Exercise:
A single number is needed: how many lines of the data hold the word "feature".

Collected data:
☆ ☆ ☆ ☆

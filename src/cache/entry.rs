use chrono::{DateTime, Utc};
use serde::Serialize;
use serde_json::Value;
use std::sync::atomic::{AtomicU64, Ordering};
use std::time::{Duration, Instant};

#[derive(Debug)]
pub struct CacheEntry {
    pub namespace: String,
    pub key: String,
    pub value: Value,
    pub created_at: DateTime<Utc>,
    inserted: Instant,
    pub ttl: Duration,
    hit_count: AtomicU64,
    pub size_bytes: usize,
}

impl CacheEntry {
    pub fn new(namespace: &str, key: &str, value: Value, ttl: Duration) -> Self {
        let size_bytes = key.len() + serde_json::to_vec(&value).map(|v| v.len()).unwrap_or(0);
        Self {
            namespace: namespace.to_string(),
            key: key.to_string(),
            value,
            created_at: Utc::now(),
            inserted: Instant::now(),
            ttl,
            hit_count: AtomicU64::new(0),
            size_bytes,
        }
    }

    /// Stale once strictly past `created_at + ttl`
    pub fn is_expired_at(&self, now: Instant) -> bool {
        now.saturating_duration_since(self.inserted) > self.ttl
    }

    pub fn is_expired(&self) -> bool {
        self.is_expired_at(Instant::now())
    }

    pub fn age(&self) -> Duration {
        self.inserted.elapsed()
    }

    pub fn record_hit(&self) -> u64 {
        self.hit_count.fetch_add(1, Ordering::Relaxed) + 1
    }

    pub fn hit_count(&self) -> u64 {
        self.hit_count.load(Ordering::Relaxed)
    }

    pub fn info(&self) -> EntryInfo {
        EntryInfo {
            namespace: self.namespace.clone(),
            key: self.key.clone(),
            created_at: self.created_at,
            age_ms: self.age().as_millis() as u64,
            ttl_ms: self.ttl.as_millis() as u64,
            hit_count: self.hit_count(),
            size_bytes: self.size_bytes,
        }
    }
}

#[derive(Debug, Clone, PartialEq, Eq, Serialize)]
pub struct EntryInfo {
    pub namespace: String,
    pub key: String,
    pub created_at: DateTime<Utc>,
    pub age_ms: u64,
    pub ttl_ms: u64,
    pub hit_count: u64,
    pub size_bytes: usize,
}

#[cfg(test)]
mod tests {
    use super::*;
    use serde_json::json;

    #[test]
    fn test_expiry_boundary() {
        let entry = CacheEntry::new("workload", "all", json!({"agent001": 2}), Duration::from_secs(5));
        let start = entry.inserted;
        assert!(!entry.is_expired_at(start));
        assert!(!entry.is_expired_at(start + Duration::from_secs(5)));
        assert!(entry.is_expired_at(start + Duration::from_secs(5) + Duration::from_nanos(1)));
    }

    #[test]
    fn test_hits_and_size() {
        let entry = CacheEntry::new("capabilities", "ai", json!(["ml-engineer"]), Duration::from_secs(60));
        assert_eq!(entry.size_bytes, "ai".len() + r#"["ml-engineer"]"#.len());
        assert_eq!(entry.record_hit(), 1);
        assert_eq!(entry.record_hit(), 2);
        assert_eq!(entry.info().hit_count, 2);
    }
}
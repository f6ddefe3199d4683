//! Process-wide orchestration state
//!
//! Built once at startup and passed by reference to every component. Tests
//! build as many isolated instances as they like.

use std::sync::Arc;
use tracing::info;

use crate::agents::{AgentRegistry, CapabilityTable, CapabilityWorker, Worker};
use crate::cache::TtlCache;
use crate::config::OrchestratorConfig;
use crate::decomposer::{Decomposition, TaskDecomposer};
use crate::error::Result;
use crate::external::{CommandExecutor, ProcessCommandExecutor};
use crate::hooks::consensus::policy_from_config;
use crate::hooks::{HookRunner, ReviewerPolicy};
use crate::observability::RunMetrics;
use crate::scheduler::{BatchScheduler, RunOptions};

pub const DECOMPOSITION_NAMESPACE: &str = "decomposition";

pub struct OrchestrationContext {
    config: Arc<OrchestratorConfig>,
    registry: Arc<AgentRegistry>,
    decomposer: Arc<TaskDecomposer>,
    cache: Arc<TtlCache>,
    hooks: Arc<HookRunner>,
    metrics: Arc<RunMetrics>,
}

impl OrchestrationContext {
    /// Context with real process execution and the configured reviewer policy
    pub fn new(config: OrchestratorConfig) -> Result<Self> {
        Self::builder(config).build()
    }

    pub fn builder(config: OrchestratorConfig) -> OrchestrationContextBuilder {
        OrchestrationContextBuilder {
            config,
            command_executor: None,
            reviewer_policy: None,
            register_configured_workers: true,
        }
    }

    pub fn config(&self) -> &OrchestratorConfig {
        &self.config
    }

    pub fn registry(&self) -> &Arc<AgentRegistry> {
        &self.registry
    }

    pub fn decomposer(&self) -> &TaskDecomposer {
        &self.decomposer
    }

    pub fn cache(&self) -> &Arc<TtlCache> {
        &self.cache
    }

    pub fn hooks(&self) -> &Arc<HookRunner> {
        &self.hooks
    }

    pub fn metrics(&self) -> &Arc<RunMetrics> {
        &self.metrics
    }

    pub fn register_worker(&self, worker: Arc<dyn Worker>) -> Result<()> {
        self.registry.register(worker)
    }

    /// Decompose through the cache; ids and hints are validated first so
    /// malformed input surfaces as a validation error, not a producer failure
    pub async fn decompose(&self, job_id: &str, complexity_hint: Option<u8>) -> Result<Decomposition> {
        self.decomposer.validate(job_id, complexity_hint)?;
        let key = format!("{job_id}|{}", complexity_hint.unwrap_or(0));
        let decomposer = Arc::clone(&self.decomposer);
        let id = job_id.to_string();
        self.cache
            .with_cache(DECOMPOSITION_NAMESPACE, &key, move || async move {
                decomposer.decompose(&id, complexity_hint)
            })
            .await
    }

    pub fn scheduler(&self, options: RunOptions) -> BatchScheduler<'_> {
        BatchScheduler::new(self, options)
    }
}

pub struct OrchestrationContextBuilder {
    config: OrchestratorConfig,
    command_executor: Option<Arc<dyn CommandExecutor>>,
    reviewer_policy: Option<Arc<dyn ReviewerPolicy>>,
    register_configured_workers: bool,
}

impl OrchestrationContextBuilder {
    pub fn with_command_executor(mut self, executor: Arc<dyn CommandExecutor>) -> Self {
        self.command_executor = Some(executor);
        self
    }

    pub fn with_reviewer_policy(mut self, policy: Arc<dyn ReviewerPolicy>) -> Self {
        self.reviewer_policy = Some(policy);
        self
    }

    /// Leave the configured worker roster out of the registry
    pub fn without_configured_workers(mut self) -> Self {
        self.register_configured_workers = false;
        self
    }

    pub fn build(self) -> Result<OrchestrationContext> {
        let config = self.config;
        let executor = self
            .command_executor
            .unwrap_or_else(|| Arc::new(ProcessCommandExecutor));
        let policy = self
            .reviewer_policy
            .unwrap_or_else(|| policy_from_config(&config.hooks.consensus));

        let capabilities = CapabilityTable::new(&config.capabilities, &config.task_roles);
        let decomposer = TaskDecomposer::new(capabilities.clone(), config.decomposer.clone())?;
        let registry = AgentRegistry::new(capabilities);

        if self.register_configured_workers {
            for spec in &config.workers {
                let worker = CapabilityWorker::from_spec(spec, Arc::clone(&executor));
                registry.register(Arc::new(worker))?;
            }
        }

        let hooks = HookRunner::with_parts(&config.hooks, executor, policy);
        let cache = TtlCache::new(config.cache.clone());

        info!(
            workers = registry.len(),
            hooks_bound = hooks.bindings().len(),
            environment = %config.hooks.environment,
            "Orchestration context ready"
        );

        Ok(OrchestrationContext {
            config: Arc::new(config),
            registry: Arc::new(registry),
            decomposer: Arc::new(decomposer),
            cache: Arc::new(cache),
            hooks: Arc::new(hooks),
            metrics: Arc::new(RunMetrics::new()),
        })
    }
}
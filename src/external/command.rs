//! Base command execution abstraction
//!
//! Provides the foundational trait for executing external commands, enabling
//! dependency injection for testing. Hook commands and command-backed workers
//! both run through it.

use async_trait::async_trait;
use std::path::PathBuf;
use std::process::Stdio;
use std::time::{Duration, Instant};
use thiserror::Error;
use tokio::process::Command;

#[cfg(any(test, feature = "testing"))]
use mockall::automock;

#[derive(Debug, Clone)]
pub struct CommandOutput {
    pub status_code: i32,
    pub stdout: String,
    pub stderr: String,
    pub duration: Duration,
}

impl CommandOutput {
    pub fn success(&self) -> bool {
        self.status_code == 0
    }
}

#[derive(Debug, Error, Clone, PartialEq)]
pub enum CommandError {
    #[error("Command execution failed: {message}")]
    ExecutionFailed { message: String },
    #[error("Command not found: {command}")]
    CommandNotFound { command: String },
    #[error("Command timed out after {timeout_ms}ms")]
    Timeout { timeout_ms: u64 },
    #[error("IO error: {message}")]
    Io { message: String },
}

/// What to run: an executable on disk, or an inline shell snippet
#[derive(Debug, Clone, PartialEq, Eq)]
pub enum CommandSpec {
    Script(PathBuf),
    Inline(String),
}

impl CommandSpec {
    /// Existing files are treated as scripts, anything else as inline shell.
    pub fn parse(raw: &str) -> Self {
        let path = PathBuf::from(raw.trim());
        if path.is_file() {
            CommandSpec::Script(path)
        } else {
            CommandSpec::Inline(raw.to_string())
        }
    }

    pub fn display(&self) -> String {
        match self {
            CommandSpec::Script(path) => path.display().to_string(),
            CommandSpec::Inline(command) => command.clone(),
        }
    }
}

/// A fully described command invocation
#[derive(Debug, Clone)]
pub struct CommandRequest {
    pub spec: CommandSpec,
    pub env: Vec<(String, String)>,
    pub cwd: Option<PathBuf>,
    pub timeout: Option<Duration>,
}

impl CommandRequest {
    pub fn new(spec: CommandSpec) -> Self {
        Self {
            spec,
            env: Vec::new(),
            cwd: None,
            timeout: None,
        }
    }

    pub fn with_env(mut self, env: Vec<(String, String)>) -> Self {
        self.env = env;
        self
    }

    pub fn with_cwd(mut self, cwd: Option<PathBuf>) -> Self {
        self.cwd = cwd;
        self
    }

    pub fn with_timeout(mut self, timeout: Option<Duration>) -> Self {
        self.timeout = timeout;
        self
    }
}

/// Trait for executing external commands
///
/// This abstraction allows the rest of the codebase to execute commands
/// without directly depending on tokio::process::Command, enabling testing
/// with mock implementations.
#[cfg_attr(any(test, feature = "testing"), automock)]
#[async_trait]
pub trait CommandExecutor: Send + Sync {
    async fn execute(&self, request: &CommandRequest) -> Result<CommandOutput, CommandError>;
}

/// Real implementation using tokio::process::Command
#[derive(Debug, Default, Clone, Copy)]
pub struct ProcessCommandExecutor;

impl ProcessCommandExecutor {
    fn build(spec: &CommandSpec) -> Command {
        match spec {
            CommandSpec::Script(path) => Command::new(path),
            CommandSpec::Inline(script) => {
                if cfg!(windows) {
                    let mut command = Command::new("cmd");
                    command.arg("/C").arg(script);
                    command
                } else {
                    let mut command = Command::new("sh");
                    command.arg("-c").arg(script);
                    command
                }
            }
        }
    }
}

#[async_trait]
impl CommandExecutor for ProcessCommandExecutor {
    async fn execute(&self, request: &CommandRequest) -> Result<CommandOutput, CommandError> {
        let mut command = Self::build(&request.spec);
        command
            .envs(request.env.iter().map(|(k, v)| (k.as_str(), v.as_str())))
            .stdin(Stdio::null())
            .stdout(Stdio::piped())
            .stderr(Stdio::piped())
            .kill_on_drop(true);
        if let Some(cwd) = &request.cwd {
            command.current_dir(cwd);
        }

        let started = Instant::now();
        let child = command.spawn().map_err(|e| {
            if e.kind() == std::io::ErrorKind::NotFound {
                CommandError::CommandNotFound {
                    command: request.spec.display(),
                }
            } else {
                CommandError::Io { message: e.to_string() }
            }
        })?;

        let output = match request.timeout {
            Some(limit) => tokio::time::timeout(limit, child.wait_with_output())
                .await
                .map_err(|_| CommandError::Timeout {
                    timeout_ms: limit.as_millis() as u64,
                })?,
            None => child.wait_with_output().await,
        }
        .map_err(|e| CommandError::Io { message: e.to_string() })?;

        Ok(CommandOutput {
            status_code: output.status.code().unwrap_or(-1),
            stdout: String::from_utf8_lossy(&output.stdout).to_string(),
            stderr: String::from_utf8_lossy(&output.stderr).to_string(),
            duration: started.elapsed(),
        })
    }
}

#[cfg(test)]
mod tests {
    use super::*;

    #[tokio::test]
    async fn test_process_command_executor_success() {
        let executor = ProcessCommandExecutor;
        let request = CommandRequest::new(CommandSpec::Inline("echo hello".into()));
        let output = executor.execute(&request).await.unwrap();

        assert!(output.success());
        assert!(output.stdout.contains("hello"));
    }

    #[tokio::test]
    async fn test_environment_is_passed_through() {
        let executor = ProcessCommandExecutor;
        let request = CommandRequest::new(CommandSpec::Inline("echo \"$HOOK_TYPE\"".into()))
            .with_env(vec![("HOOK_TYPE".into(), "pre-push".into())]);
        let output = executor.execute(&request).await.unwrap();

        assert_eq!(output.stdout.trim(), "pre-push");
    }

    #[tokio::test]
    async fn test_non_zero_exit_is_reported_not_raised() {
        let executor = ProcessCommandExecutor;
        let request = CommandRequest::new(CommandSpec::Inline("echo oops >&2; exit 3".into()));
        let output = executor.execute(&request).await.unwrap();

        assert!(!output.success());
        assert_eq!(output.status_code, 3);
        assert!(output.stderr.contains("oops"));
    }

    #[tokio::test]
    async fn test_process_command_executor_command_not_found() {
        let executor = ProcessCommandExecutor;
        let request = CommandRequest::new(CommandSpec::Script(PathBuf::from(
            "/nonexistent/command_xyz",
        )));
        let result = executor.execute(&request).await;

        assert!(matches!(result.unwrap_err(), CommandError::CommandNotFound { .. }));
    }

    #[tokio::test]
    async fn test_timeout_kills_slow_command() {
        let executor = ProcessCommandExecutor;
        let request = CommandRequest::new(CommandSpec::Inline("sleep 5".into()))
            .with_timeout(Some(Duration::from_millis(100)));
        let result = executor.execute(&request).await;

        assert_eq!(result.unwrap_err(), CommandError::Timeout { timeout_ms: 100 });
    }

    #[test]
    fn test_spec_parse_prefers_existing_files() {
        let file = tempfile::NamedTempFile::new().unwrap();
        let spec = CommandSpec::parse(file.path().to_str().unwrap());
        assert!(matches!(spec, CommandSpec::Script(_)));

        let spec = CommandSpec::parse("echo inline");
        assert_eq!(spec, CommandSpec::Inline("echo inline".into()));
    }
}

☆ ☆ ☆ ☆

Reply:
2